Schulz had very little to do with the animated television specials. During the dinner scene in A Charlie Brown Thanksgiving, Franklin is seated alone in a sagging lawn chair at one side of the table. To our eyes today, it seems jarring.
"It's so very easy to get offended or upset ... but we have to remember that at that time, that actually represented progress," said Robin Reed in a 2021 MSNBC interview. He voiced the character of Franklin when he was only 11. Reed said he's still proud of the special and the character.
"I'm glad he's at the table!" Bryant Keith Alexander told NPR. "Does it matter that he's sitting in a lawn chair, isolated on one side of the table? Yeah, because that's symbolic of the time. ... His positionality at the table is secondary to the fact that he's at the table."
Now, dean of Loyola Marymount College of Communication and Fine Arts, Alexander says he adored Franklin as a child growing up in Louisiana.
"Dear Franklin, you have always been my hero," Alexander wrote in an essay in the 2022 collection Performative Intergenerational Dialogues of a Black Quartet: Qualitative Inquiries on Race, Gender, Sexualities, and Culture.
"Oh, how lonely it must have been as the first, and only Black Peanut on the Charlie Brown cartoon series, being the perpetual other. But you always presented with such style, grace, insight and character. I wanted to be you when I was growing up. You gave me great joy. A boy with few words but great presence. "
As someone who often finds himself the only Black man sitting at the table, Alexander says Franklin was the first to show him what it's like and modeled that position with dignity.

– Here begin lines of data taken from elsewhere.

//! Checkpoint types
//!
//! Serialized to JSON and persisted between runs.

use crate::types::Timestamp;
use serde::{Deserialize, Serialize};

/// Persisted sync checkpoint
#[derive(Debug, Clone, Copy, Default, PartialEq, Eq, Serialize, Deserialize)]
pub struct SyncState {
    /// End time of the last successful sync (ms since epoch)
    #[serde(default, alias = "lastSyncDate", alias = "lastSyncTime")]
    pub last_sync_time: Option<Timestamp>,
}

impl SyncState {
    /// Create an empty state
    pub fn new() -> Self {
        Self::default()
    }

    /// Create a state at the given checkpoint
    pub fn at(last_sync_time: Timestamp) -> Self {
        Self {
            last_sync_time: Some(last_sync_time),
        }
    }
}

The widow of Peanuts' creator addressed the dinner scene in A Charlie Brown Thanksgiving in her blog, which is on the Charles M. Schulz Museum website.
"While it can't be known now which animator drew that particular scene, you can be sure there was no ulterior motive," Jean Schulz wrote in 2019, reflecting on how her husband created Franklin's character out of sincerity and an intention of inclusiveness.
"I fall back on Peppermint Patty's apology to Charlie Brown, explaining she meant no harm when she criticized his poor Thanksgiving offering, which goes something like: 'There are enough problems in the world already without these misunderstandings.' To suggest the show had any other messages than the importance of family, sharing, and gratitude is to look for an issue where there is none."
The takeaway from this Peanuts Thanksgiving, adds Bryant Keith Alexander, should be that we're learning how to make room at the table for everyone. And he's especially grateful to Franklin, he says, for taking space at the pop culture table.
A Charlie Brown Thanksgiving can be streamed for free on Apple TV+.